Stored items
☆ ☆ ☆

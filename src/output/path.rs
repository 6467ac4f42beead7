//! Output path derivation
//!
//! All artifacts of one backup share the JSON path's stem:
//! `backup.json` → `backup.csv` and `backup_lite.csv`.

use std::path::{Path, PathBuf};

/// Paths of every artifact of one backup
#[derive(Debug, Clone, PartialEq, Eq)]
pub struct BackupPaths {
    /// Hierarchical JSON document
    pub json: PathBuf,
    /// Full CSV table
    pub csv: PathBuf,
    /// Lite CSV table
    pub lite_csv: PathBuf,
}

impl BackupPaths {
    /// Derive the CSV paths from the JSON path.
    ///
    /// A path without a `.json` extension keeps its full name as the stem
    /// (`backup` → `backup.csv`, `backup_lite.csv`).
    pub fn from_json_path(json: impl Into<PathBuf>) -> Self {
        let json = json.into();
        let stem = Self::stem_path(&json);

        Self {
            csv: with_suffix(&stem, ".csv"),
            lite_csv: with_suffix(&stem, "_lite.csv"),
            json,
        }
    }

    fn stem_path(json: &Path) -> PathBuf {
        let is_json = json
            .extension()
            .map(|ext| ext.eq_ignore_ascii_case("json"))
            .unwrap_or(false);
        if is_json {
            json.with_extension("")
        } else {
            json.to_path_buf()
        }
    }
}

fn with_suffix(stem: &Path, suffix: &str) -> PathBuf {
    let mut name = stem.as_os_str().to_os_string();
    name.push(suffix);
    PathBuf::from(name)
}
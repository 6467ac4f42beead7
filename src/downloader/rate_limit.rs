//! Request pacing
//!
//! Spaces the start of successive remote calls by a fixed delay across all
//! workers, so the pool as a whole never exceeds the API's implicit rate
//! limit regardless of concurrency.

use crate::metrics;
use std::time::Duration;
use tokio::sync::Mutex;
use tokio::time::{sleep_until, Instant};

/// Shared pacer handing out evenly spaced call slots
#[derive(Debug)]
pub struct RequestPacer {
    delay: Duration,
    next_slot: Mutex<Option<Instant>>,
}

impl RequestPacer {
    /// Create a pacer spacing calls by `delay`. A zero delay disables pacing.
    pub fn new(delay: Duration) -> Self {
        Self {
            delay,
            next_slot: Mutex::new(None),
        }
    }

    /// Configured spacing
    pub fn delay(&self) -> Duration {
        self.delay
    }

    /// Wait for the next free slot.
    ///
    /// Slots are reserved under the lock and waited for outside it, so
    /// concurrent callers queue up one `delay` apart instead of serializing
    /// on the sleep.
    pub async fn acquire(&self) {
        if self.delay.is_zero() {
            return;
        }

        let requested = Instant::now();
        let slot = {
            let mut next = self.next_slot.lock().await;
            let now = Instant::now();
            let slot = match *next {
                Some(reserved) if reserved > now => reserved,
                _ => now,
            };
            *next = Some(slot + self.delay);
            slot
        };

        sleep_until(slot).await;
        metrics::record_pacer_wait(requested.elapsed());
    }
}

☆ ☆ ☆

▶ [TASK DETAILS] Lines before the one containing "PathBuf::from(name)" are to be left out; that line and every line after it through the end of the data should be copied exactly.

▶ [EXPECTED ANSWER]
    PathBuf::from(name)
}
repository 6467ac4f42beead7
filename src/downloader/rate_limit.rs
//! Request pacing
//!
//! Spaces the start of successive remote calls by a fixed delay across all
//! workers, so the pool as a whole never exceeds the API's implicit rate
//! limit regardless of concurrency.

use crate::metrics;
use std::time::Duration;
use tokio::sync::Mutex;
use tokio::time::{sleep_until, Instant};

/// Shared pacer handing out evenly spaced call slots
#[derive(Debug)]
pub struct RequestPacer {
    delay: Duration,
    next_slot: Mutex<Option<Instant>>,
}

impl RequestPacer {
    /// Create a pacer spacing calls by `delay`. A zero delay disables pacing.
    pub fn new(delay: Duration) -> Self {
        Self {
            delay,
            next_slot: Mutex::new(None),
        }
    }

    /// Configured spacing
    pub fn delay(&self) -> Duration {
        self.delay
    }

    /// Wait for the next free slot.
    ///
    /// Slots are reserved under the lock and waited for outside it, so
    /// concurrent callers queue up one `delay` apart instead of serializing
    /// on the sleep.
    pub async fn acquire(&self) {
        if self.delay.is_zero() {
            return;
        }

        let requested = Instant::now();
        let slot = {
            let mut next = self.next_slot.lock().await;
            let now = Instant::now();
            let slot = match *next {
                Some(reserved) if reserved > now => reserved,
                _ => now,
            };
            *next = Some(slot + self.delay);
            slot
        };

        sleep_until(slot).await;
        metrics::record_pacer_wait(requested.elapsed());
    }
}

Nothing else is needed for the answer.